Cocinar, lavar platos, limpiar y ordenar un poco. Era una casa rústica con una especie de corredor amplio a la entrada que usábamos para instalar el equipo. Ampis de guitarra, bajo, batería 
y unas cornetas Altec para las voces. 
Un pequeño trabajo era montar y desmontar ese equipo. 
Y en ese momento era el mejor trabajo del mundo.  
En otras ocasiones, la finca era sitio perfecto para hacer unas fiestas alucinantes. 
Sin duda, fui el menos rumbero de la banda y aún así, la pasaba bien. 
Fueron buenos tiempos para nosotros. Esos paseos nos acercaban más a la música 
y brindaban solidez a la banda. 
Unos años antes, Cayayo me invitó a la finca con su familia. Estábamos estudiando juntos 
para un exámen de matemática. Yo estaba arrastrando esa materia de primer año 
y Cayayo me alcanzó. El bachillerato fue un laberinto para mí. En fin.
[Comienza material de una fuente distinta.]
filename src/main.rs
use chrono::{DateTime, Local};
use clap::{Parser, Subcommand};
use segment_dl::config::DEFAULT_CONFIG_PATH;
use segment_dl::{
    Config, Database, Error, FailureLog, HttpFetcher, Result, RetryPolicy, Scheduler, Status,
    assembler, importer, maintenance,
};
use std::path::{Path, PathBuf};
use std::process::ExitCode;
use std::sync::Arc;
use std::time::Duration;
use tracing_appender::non_blocking::WorkerGuard;
use tracing_subscriber::{filter::EnvFilter, fmt, prelude::*};

/// Resumable downloader for segmented media streams
#[derive(Parser, Debug)]
#[command(name = "segment-dl", version, about, long_about = None)]
struct Args {
    /// Path to the TOML config file
    #[arg(short, long, default_value = DEFAULT_CONFIG_PATH)]
    config: PathBuf,

    /// Enable debug logging
    #[arg(short, long)]
    debug: bool,

    #[command(subcommand)]
    command: Commands,
}

#[derive(Subcommand, Debug)]
enum Commands {
    /// Import segment URIs from a playlist file
    Import {
        /// Playlist file, one URI per line
        file: PathBuf,
    },
    /// Remove every work item from the store
    Purge,
    /// Remove Completed and Failed items and their files
    DeleteTerminal,
    /// Print status counts and every item grouped by status
    List,
    /// Download everything that is New, Queued or Failed
    Run,
    /// Concatenate downloaded segments into one file
    Assemble {
        /// Output file
        output: PathBuf,

        /// Playlist giving the segment order (default: import order)
        #[arg(short, long)]
        playlist: Option<PathBuf>,
    },
}

#[tokio::main]
async fn main() -> ExitCode {
    let args = Args::parse();
    let started = Local::now();

    let config = match load_config(&args) {
        Ok(config) => config,
        Err(e) => {
            eprintln!("Error: {e}");
            return ExitCode::FAILURE;
        }
    };

    let _guard = match init_logging(config.debug, &config.log_dir, started) {
        Ok(guard) => guard,
        Err(e) => {
            eprintln!("Error: {e}");
            return ExitCode::FAILURE;
        }
    };

    match execute(args.command, &config, started).await {
        Ok(()) => ExitCode::SUCCESS,
        Err(e) => {
            tracing::error!(error = %e, "Command failed");
            eprintln!("Error: {e}");
            ExitCode::FAILURE
        }
    }
}

fn load_config(args: &Args) -> Result<Config> {
    let mut config = Config::load(&args.config)?;
    if args.debug {
        config.debug = true;
    }
    config.validate()?;
    Ok(config)
}

/// Console logging plus one log file per invocation
fn init_logging(debug: bool, log_dir: &Path, started: DateTime<Local>) -> Result<WorkerGuard> {
    std::fs::create_dir_all(log_dir)?;

    let level = if debug { "debug" } else { "info" };
    let filter = EnvFilter::try_from_default_env()
        .unwrap_or_else(|_| EnvFilter::new(format!("warn,segment_dl={level}")));

    let file_name = format!("segment-dl_{}.log", started.format("%Y%m%d_%H%M%S"));
    let file_appender = tracing_appender::rolling::never(log_dir, file_name);
    let (non_blocking, guard) = tracing_appender::non_blocking(file_appender);

    tracing_subscriber::registry()
        .with(filter)
        .with(
            fmt::layer()
                .with_writer(std::io::stderr)
                .with_target(false)
                .with_level(debug),
        )
        .with(fmt::layer().with_writer(non_blocking).with_ansi(false))
        .try_init()
        .map_err(|e| {
            Error::Io(std::io::Error::other(format!(
                "Failed to set global default subscriber: {e}"
            )))
        })?;

    Ok(guard)
}

async fn execute(command: Commands, config: &Config, started: DateTime<Local>) -> Result<()> {
    let db = Arc::new(Database::new(&config.database).await?);

    let result = match command {
        Commands::Import { file } => import(&db, &file).await,
        Commands::Purge => purge(&db, &config.database).await,
        Commands::DeleteTerminal => delete_terminal(&db, &config.storage_dir).await,
        Commands::List => list(&db).await,
        Commands::Run => run(&db, config, started).await,
        Commands::Assemble { output, playlist } => {
            assemble(&db, &config.storage_dir, &output, playlist.as_deref()).await
        }
    };

    db.pool().close().await;
    result
}

async fn import(db: &Database, file: &Path) -> Result<()> {
    let report = importer::import_file(db, file).await?;
    println!(
        "Imported {} segments from {} ({} already present)",
        report.inserted,
        file.display(),
        report.skipped
    );
    Ok(())
}

async fn purge(db: &Database, path: &Path) -> Result<()> {
    maintenance::purge(db).await?;
    println!("Database {} purged.", path.display());
    Ok(())
}

async fn delete_terminal(db: &Database, storage_dir: &Path) -> Result<()> {
    let report = maintenance::delete_terminal(db, storage_dir).await?;
    println!(
        "Deleted {} items ({} files removed, {} files already missing)",
        report.rows_deleted, report.files_removed, report.files_missing
    );
    Ok(())
}

async fn list(db: &Database) -> Result<()> {
    let counts = db.status_counts().await?;

    println!("--------------------------------");
    for status in Status::ALL {
        println!("{:<10}= {}", capitalize(&status.to_string()), counts.get(status));
    }
    println!("--------------------------------");

    for status in Status::ALL {
        let items = db.list_by_status(status).await?;
        if items.is_empty() {
            continue;
        }
        println!("{}:", capitalize(&status.to_string()));
        for item in items {
            println!(
                "  [{}] {} | {} | {} | {}",
                item.id, item.name, item.uri, item.status, item.attempts
            );
        }
    }
    Ok(())
}

async fn run(db: &Arc<Database>, config: &Config, started: DateTime<Local>) -> Result<()> {
    let failure_log = Arc::new(FailureLog::for_run(&config.log_dir, started));
    let fetcher = Arc::new(HttpFetcher::new(&config.download)?);

    let scheduler = Scheduler::new(
        Arc::clone(db),
        fetcher,
        Arc::clone(&failure_log),
        &config.storage_dir,
        config.download.effective_parallelism(),
    )
    .with_retry_policy(RetryPolicy::new(&config.retry));

    let summary = scheduler.run().await;
    drop(scheduler);
    let summary = summary?;

    println!(
        "Downloaded {} of {} segments with {} workers in {}",
        summary.succeeded,
        summary.attempted,
        summary.workers,
        format_duration(summary.elapsed)
    );
    if summary.recovered > 0 {
        println!("Recovered {} interrupted segments", summary.recovered);
    }
    if summary.failed > 0 {
        println!(
            "{} segments failed, see {}",
            summary.failed,
            failure_log.path().display()
        );
    }
    if summary.exhausted > 0 {
        println!(
            "{} segments skipped after reaching the attempt limit",
            summary.exhausted
        );
    }

    Ok(())
}

async fn assemble(
    db: &Database,
    storage_dir: &Path,
    output: &Path,
    playlist: Option<&Path>,
) -> Result<()> {
    let order = assembler::assembly_order(db, playlist).await?;
    let bytes = assembler::assemble(&order, storage_dir, output).await?;
    println!(
        "Assembled {} segments into {} ({} bytes)",
        order.len(),
        output.display(),
        bytes
    );
    Ok(())
}

fn capitalize(s: &str) -> String {
    let mut chars = s.chars();
    match chars.next() {
        Some(first) => first.to_uppercase().chain(chars).collect(),
        None => String::new(),
    }
}

/// `850ms`, `12.345s`, `4m 5s`, `1h 2m 3s`
fn format_duration(d: Duration) -> String {
    let total = d.as_secs();
    if total == 0 {
        return format!("{}ms", d.as_millis());
    }
    if total < 60 {
        return format!("{:.3}s", d.as_secs_f64());
    }

    let hours = total / 3600;
    let minutes = (total % 3600) / 60;
    let seconds = total % 60;
    if hours > 0 {
        format!("{hours}h {minutes}m {seconds}s")
    } else {
        format!("{minutes}m {seconds}s")
    }
}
Al llegar a la finca, nos pusimos unas botas militares y fuimos a recorrer el terreno. Mi hermano mayor había estudiado en el liceo militar Monseñor Arias y tomé prestadas sus botas. Cayayo también consiguió unas. En la caminata perdimos el rumbo y decidimos volver por la carretera. Casi enseguida una patrulla se detuvo a interrogarnos. Al ver que no teníamos cédula, nos llevaron a la jefatura en Santa Lucía. Un pueblo a pocos kilómetros. 
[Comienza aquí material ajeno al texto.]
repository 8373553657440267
mod migrations;
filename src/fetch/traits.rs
//! Fetch seam between the scheduler and the network

use crate::types::DownloadOutcome;
use async_trait::async_trait;
use std::path::Path;

/// Downloads one segment to a local file
///
/// Implementations must never leave a partial or empty file at
/// `destination` when they report failure, and must write exactly one
/// non-empty file when they report success.
///
/// # Examples
///
/// ```no_run
/// use segment_dl::config::DownloadConfig;
/// use segment_dl::fetch::{HttpFetcher, SegmentFetcher};
/// use std::path::Path;
///
/// # #[tokio::main]
/// # async fn main() -> Result<(), Box<dyn std::error::Error>> {
/// let fetcher = HttpFetcher::new(&DownloadConfig::default())?;
/// let outcome = fetcher
///     .fetch("https://cdn.example.com/seg-001.ts", Path::new("files/seg-001.ts"))
///     .await;
/// println!("success: {}", outcome.success);
/// # Ok(())
/// # }
/// ```
#[async_trait]
pub trait SegmentFetcher: Send + Sync {
    /// GET `uri` and stream the body into `destination`
    async fn fetch(&self, uri: &str, destination: &Path) -> DownloadOutcome;
}
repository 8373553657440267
//! Segment fetching
//!
//! [`SegmentFetcher`] is the contract the scheduler depends on;
//! [`HttpFetcher`] is the production implementation on top of reqwest.

mod http;
mod traits;

pub use http::HttpFetcher;
pub use traits::SegmentFetcher;

use std::io::ErrorKind;
use std::path::Path;

/// Remove a partially written segment file
///
/// A missing file is fine; any other error is logged and swallowed since the
/// caller is already on a failure path.
pub(crate) async fn remove_partial(path: &Path) {
    match tokio::fs::remove_file(path).await {
        Ok(()) => {
            tracing::debug!(path = %path.display(), "Removed partial segment file");
        }
        Err(e) if e.kind() == ErrorKind::NotFound => {}
        Err(e) => {
            tracing::error!(path = %path.display(), error = %e, "Failed to remove partial segment file");
        }
    }
}
//! # segment-dl
//!
//! Resumable downloader for segmented media streams.
//!
//! A playlist of segment URIs is imported into a SQLite-backed work-item
//! store. Each `run` downloads every eligible item with a bounded pool of
//! workers, and failed items are retried on the next run. Once everything is
//! on disk, the segments are concatenated in playlist order into one stream
//! file.
//!
//! ## Work-item lifecycle
//!
//! ```text
//! New -> Queued -> Active -> Completed
//!                     \
//!                      -> Failed -> Queued -> ...
//! ```
//!
//! Items found `Active` when a run starts belonged to an interrupted run and
//! are swept back to `Queued` before anything else happens.
//!
//! ## Quick Start
//!
//! ```no_run
//! use segment_dl::{Config, Database, FailureLog, HttpFetcher, Scheduler};
//! use std::sync::Arc;
//!
//! #[tokio::main]
//! async fn main() -> Result<(), Box<dyn std::error::Error>> {
//!     let config = Config::default();
//!     let db = Arc::new(Database::new(&config.database).await?);
//!
//!     segment_dl::importer::import_file(&db, "playlist.m3u8".as_ref()).await?;
//!
//!     let scheduler = Scheduler::new(
//!         Arc::clone(&db),
//!         Arc::new(HttpFetcher::new(&config.download)?),
//!         Arc::new(FailureLog::new("logs/failed.csv")),
//!         &config.storage_dir,
//!         config.download.effective_parallelism(),
//!     );
//!     let summary = scheduler.run().await?;
//!     println!("{} completed, {} failed", summary.succeeded, summary.failed);
//!
//!     let order = segment_dl::assembler::assembly_order(&db, None).await?;
//!     segment_dl::assembler::assemble(&order, &config.storage_dir, "stream.ts".as_ref()).await?;
//!     Ok(())
//! }
//! ```

#![warn(missing_docs)]
#![warn(clippy::all)]
#![warn(clippy::unwrap_used)]
#![warn(clippy::expect_used)]

/// Playlist-ordered stream assembly
pub mod assembler;
/// Configuration types
pub mod config;
/// Database persistence layer
pub mod db;
/// Error types
pub mod error;
/// Per-run failure log
pub mod failure_log;
/// Segment fetching over HTTP
pub mod fetch;
/// Playlist import
pub mod importer;
/// Operator maintenance commands
pub mod maintenance;
/// Retry and failure policy
pub mod retry;
/// Bounded-concurrency download scheduler
pub mod scheduler;
/// Core types
pub mod types;

// Re-export commonly used types
pub use config::Config;
pub use db::Database;
pub use error::{DatabaseError, Error, ImportError, Result};
pub use failure_log::{FailureLog, FailureRecord};
pub use fetch::{HttpFetcher, SegmentFetcher};
pub use retry::RetryPolicy;
pub use scheduler::Scheduler;
pub use types::{
    DownloadOutcome, FetchErrorKind, RunSummary, Status, StatusCounts, WorkItem, WorkItemId,
};
//! Operator maintenance commands

use crate::db::Database;
use crate::error::Result;
use crate::types::Status;
use std::io::ErrorKind;
use std::path::Path;

/// What `delete_terminal` removed
#[derive(Clone, Debug, Default, PartialEq, Eq)]
pub struct DeleteReport {
    /// Rows removed from the store
    pub rows_deleted: usize,
    /// Segment files removed from storage
    pub files_removed: usize,
    /// Rows whose segment file was already gone
    pub files_missing: usize,
}

/// Remove `Completed` and `Failed` rows along with their segment files
pub async fn delete_terminal(db: &Database, storage_root: &Path) -> Result<DeleteReport> {
    let items = db
        .list_by_statuses(&[Status::Completed, Status::Failed])
        .await?;
    let mut report = DeleteReport::default();

    for item in items {
        db.delete_work_item(item.id).await?;
        report.rows_deleted += 1;

        let path = storage_root.join(&item.name);
        match tokio::fs::remove_file(&path).await {
            Ok(()) => {
                tracing::info!(id = %item.id, path = %path.display(), "Deleted segment");
                report.files_removed += 1;
            }
            Err(e) if e.kind() == ErrorKind::NotFound => {
                tracing::warn!(id = %item.id, path = %path.display(), "Segment file not found");
                report.files_missing += 1;
            }
            Err(e) => {
                tracing::error!(id = %item.id, path = %path.display(), error = %e, "Failed to delete segment file");
            }
        }
    }

    tracing::info!(
        rows = report.rows_deleted,
        files = report.files_removed,
        missing = report.files_missing,
        "Deleted terminal items"
    );
    Ok(report)
}

/// Drop every work item
///
/// Segment files on disk are left alone.
pub async fn purge(db: &Database) -> Result<()> {
    db.purge_all().await?;
    tracing::info!("Work-item store purged");
    Ok(())
}
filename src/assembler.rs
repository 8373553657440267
//! Stream assembly
//!
//! Concatenates downloaded segment files in playlist order into one output
//! file. Every segment must be present before a single byte is written, and
//! the output only appears at its final path once it is complete.

use crate::db::Database;
use crate::error::{Error, Result};
use crate::importer;
use crate::types::Status;
use std::path::{Path, PathBuf};
use tokio::io::AsyncWriteExt;

/// Segment names in the order they should be concatenated
///
/// With a playlist, the order is the playlist's. Without one it is the
/// `Completed` items in import order.
pub async fn assembly_order(db: &Database, playlist: Option<&Path>) -> Result<Vec<String>> {
    match playlist {
        Some(path) => {
            let entries = importer::read_playlist(path).await?;
            Ok(entries.into_iter().map(|e| e.name).collect())
        }
        None => {
            let counts = db.status_counts().await?;
            let pending = counts.total() - counts.completed;
            if pending > 0 {
                tracing::warn!(
                    pending,
                    completed = counts.completed,
                    "Not every segment is completed; the stream will have gaps"
                );
            }

            let items = db.list_by_status(Status::Completed).await?;
            Ok(items.into_iter().map(|i| i.name).collect())
        }
    }
}

/// Concatenate `order` from `storage_root` into `output`
///
/// Returns the number of bytes written. Fails with
/// [`Error::MissingSegment`] before touching `output` if any segment file is
/// absent.
pub async fn assemble(order: &[String], storage_root: &Path, output: &Path) -> Result<u64> {
    let mut sources = Vec::with_capacity(order.len());
    for name in order {
        let path = storage_root.join(name);
        let present = tokio::fs::metadata(&path)
            .await
            .map(|m| m.is_file())
            .unwrap_or(false);
        if !present {
            tracing::error!(name = %name, path = %path.display(), "Segment file missing");
            return Err(Error::MissingSegment {
                name: name.clone(),
                path,
            });
        }
        sources.push(path);
    }

    let staging = staging_path(output);
    match write_concatenated(&sources, &staging).await {
        Ok(bytes) => {
            if let Err(e) = tokio::fs::rename(&staging, output).await {
                discard(&staging).await;
                return Err(e.into());
            }
            tracing::info!(
                output = %output.display(),
                segments = sources.len(),
                bytes,
                "Stream assembled"
            );
            Ok(bytes)
        }
        Err(e) => {
            discard(&staging).await;
            Err(e)
        }
    }
}

async fn write_concatenated(sources: &[PathBuf], staging: &Path) -> Result<u64> {
    if let Some(parent) = staging.parent()
        && !parent.as_os_str().is_empty()
    {
        tokio::fs::create_dir_all(parent).await?;
    }

    let mut out = tokio::fs::File::create(staging).await?;
    let mut total: u64 = 0;

    for source in sources {
        let mut input = tokio::fs::File::open(source).await?;
        total += tokio::io::copy(&mut input, &mut out).await?;
    }

    out.flush().await?;
    out.sync_all().await?;
    Ok(total)
}

/// Hidden sibling of `output` used while writing
fn staging_path(output: &Path) -> PathBuf {
    let file_name = output
        .file_name()
        .map(|n| n.to_string_lossy().into_owned())
        .unwrap_or_else(|| "stream".to_string());
    output.with_file_name(format!(".{file_name}.partial"))
}

async fn discard(path: &Path) {
    if let Err(e) = tokio::fs::remove_file(path).await
        && e.kind() != std::io::ErrorKind::NotFound
    {
        tracing::warn!(path = %path.display(), error = %e, "Failed to remove staging file");
    }
}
No nos encerraron porque éramos menores de edad. Cayayo tenía unos 14 y yo 15 años. 
Ahí pasamos varias horas sentados en un banco mientras unos personajes sórdidos 
nos hacían propuestas obscenas desde un calabozo. La escena era espeluznante. 
Finalmente, llegó el viejo Humberto a rescatarnos en su Ford LTD azul. El papá de Cayayo era un señor con mucha determinación y en su casa sabía imponer disciplina. A mí lograba intimidarme con su voz. Esa vez nos llamó la atención y nos advirtió de los peligros de esa carretera. 
Fue sólo un regaño. 
Nos quedamos en silencio hasta llegar a la finca y nos pusimos a estudiar matemática. 
A pesar de nuestro encuentro con la policía local, era una placer visitar ese lugar 
y compartir un rato con los Troconis. Son todos muy especiales.  
Ciertamente, el viejo Humberto y Flor Troconis plantaron buenas semillas. 

Diez hermanos maravillosos.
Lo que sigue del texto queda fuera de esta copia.